En la historia reciente andaban unos niños armados con subametralladoras Ingram y Uzi matando, literalmente, las ideas.

Yezid Arteta, Yezid Arteta
6 de abril de 2015

Sucios. Atormentados, física y mentalmente, los supervivientes de la serie The Walking Dead llegan hasta Alejandría, una especie de urbanización post apocalíptica protegida del horror y la muerte mediante una muralla de acero. En Alejandría hay viviendas decentes con comida, agua y luz. La batuta de la comunidad, vaya, la lleva una ex congresista. Luego de una larga, extenuante y sangrienta lucha contra los zombis, Alejandría se perfila como la idílica tierra prometida.

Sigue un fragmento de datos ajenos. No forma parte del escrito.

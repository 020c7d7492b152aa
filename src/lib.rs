pub mod config;
pub mod datasources;
pub mod error;
pub mod logic;
pub mod models;
pub mod tables;
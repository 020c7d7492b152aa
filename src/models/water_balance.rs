use chrono::NaiveDate;
use serde::{Deserialize, Serialize};

#[derive(Debug, Clone, PartialEq, Serialize, Deserialize)]
pub struct DailyWaterBalance {
    pub date: NaiveDate,
    pub rainfall_inches: f64,
    pub cumulative_rainfall_inches: f64,
    pub total_available_water_inches: f64,
}

#[derive(Debug, Clone, PartialEq, Default, Serialize, Deserialize)]
pub struct WaterBalanceState {
    pub average_soil_moisture_inches: f64,
    pub soil_capacity_inches: f64,
    pub daily_forecast: Vec<DailyWaterBalance>,
    /// Deficit left after current moisture plus all forecast rain; never negative.
    pub irrigation_threshold_inches: f64,
}

impl WaterBalanceState {
    pub fn total_forecast_rain_inches(&self) -> f64 {
        self.daily_forecast
            .last()
            .map(|d| d.cumulative_rainfall_inches)
            .unwrap_or(0.0)
    }
}
use super::{IrrigationPlan, IrrigationRule};
use crate::models::{CropStageParameters, FieldConditions};

/// Forecast precipitation (inches) above which rain replaces irrigation.
pub const RAIN_OFFSET_QPF_INCHES: f64 = 0.2;

/// Enough rain is expected: clear the need flag. Depth is left as is.
pub struct RainOffsetRule;

impl IrrigationRule for RainOffsetRule {
    fn id(&self) -> &'static str {
        "rain_offset"
    }

    fn name(&self) -> &'static str {
        "Rain Offset"
    }

    fn evaluate(
        &self,
        conditions: &FieldConditions,
        _params: &CropStageParameters,
        plan: IrrigationPlan,
    ) -> Option<IrrigationPlan> {
        if conditions.rain_forecast && conditions.qpf_inches > RAIN_OFFSET_QPF_INCHES {
            Some(IrrigationPlan {
                needed: false,
                ..plan
            })
        } else {
            None
        }
    }
}

#[cfg(test)]
mod tests {
    use super::*;

    #[test]
    fn needs_both_rain_flag_and_qpf_above_threshold() {
        let params = CropStageParameters::default();
        let rule = RainOffsetRule;
        let plan = IrrigationPlan {
            needed: true,
            depth_inches: 0.3,
        };

        let wet = FieldConditions::new(50.0, "flowering").with_rain(true, 0.25);
        let fired = rule.evaluate(&wet, &params, plan).unwrap();
        assert!(!fired.needed);
        assert_eq!(fired.depth_inches, 0.3);

        let at_threshold = FieldConditions::new(50.0, "flowering").with_rain(true, 0.2);
        assert!(rule.evaluate(&at_threshold, &params, plan).is_none());

        let no_flag = FieldConditions::new(50.0, "flowering").with_rain(false, 1.0);
        assert!(rule.evaluate(&no_flag, &params, plan).is_none());
    }
}
/// Long-form irrigation and fertilizer costs, their per-farm-per-date
/// combination, and the per-hybrid rollup.
pub fn cost_overview(inputs: &CostInputs<'_>) -> StageOutcome<CostOverview> {
    if inputs.irrigation.is_none() && inputs.fertilizer.is_none() {
        return StageOutcome::new(
            CostOverview::default(),
            StageStatus::warning("No irrigation or fertilizer data uploaded"),
        );
    }

    let mut statuses = Vec::new();
    let irrigation = cost_source(
        inputs.irrigation,
        CostKind::Irrigation,
        inputs.range,
        inputs.irrigation_price,
        &mut statuses,
    );
    let fertilizer = cost_source(
        inputs.fertilizer,
        CostKind::Fertilizer,
        inputs.range,
        inputs.fertilizer_price,
        &mut statuses,
    );

    let planting: Option<Vec<PlantingRecord>> = match inputs.planting {
        Some(upload) => match upload.read_table().and_then(planting_records) {
            Ok(parsed) => Some(parsed.records),
            Err(e) => {
                statuses.push(StageStatus::error(e.to_string()));
                None
            }
        },
        None => None,
    };

    let hybrids = match (&planting, inputs.planting) {
        (None, Some(_)) => HybridRollup::unavailable(&MaxWaterError::DataJoin(
            "Planting data could not be read".into(),
        )),
        _ => rollup_by_hybrid(
            irrigation.as_ref().map(|t| t.totals.as_slice()),
            fertilizer.as_ref().map(|t| t.totals.as_slice()),
            planting.as_deref(),
            &inputs.selected_hybrids,
        ),
    };

    let irrigation = irrigation.map(|t| t.records).unwrap_or_default();
    let fertilizer = fertilizer.map(|t| t.records).unwrap_or_default();
    let combined = combine_by_farm_date(&irrigation, &fertilizer);

    StageOutcome::new(
        CostOverview {
            irrigation,
            fertilizer,
            combined,
            hybrids,
        },
        StageStatus::combine(statuses),
    )
}

#[derive(Debug, Clone, Default, PartialEq, Serialize)]
pub struct EfficiencyOverview {
    pub report: EfficiencyReport,
    pub by_hybrid: Vec<HybridEfficiency>,
}

/// Efficiency metrics for uploaded usage, or for the simulated dataset.
/// Uploaded hybrid assignments are laid over either.
pub fn efficiency_overview(
    usage: Option<&Upload>,
    hybrids: Option<&Upload>,
    config: &Config,
    seed: u64,
) -> StageOutcome<EfficiencyOverview> {
    let mut statuses = Vec::new();

    let rows = match usage {
        Some(upload) => match upload.read_table().and_then(usage_records) {
            Ok(parsed) => {
                statuses.push(StageStatus::ok(parsed.report.summary("Usage")));
                parsed.records
            }
            Err(e) => return StageOutcome::failed(e.to_string()),
        },
        None => {
            statuses.push(StageStatus::ok("Using simulated usage data."));
            simulate_usage(seed)
        }
    };

    let rows = match hybrids {
        Some(upload) => match upload.read_table().and_then(hybrid_assignments) {
            Ok(parsed) => {
                statuses.push(StageStatus::ok(parsed.report.summary("Hybrid")));
                attach_hybrids(&rows, &parsed.records)
            }
            Err(e) => return StageOutcome::failed(e.to_string()),
        },
        None => rows,
    };

    let report = compute_efficiency(&rows, &config.economics);
    if report.skipped > 0 {
        statuses.push(StageStatus::warning(format!(
            "{} rows skipped for zero water usage",
            report.skipped
        )));
    }
    let by_hybrid = summarize_by_hybrid(&report.records);

    StageOutcome::new(EfficiencyOverview { report, by_hybrid }, StageStatus::combine(statuses))
}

Los supervivientes discuten. Sólo hay dos alternativas: quedarse en Alejandría sanos y salvos o seguir luchando hasta el final y librarse para siempre de la amenaza de los zombis. Rick Grimes, ex policía y líder de los supervivientes, les recuerda a sus camaradas que ninguno del grupo es débil puesto que les ha tocado luchar cada día para no dejarse devorar por los zombis. No sabemos lo que es la debilidad, sentencia Rick y demanda al grupo a continuar la lucha hasta conseguir la liberación. 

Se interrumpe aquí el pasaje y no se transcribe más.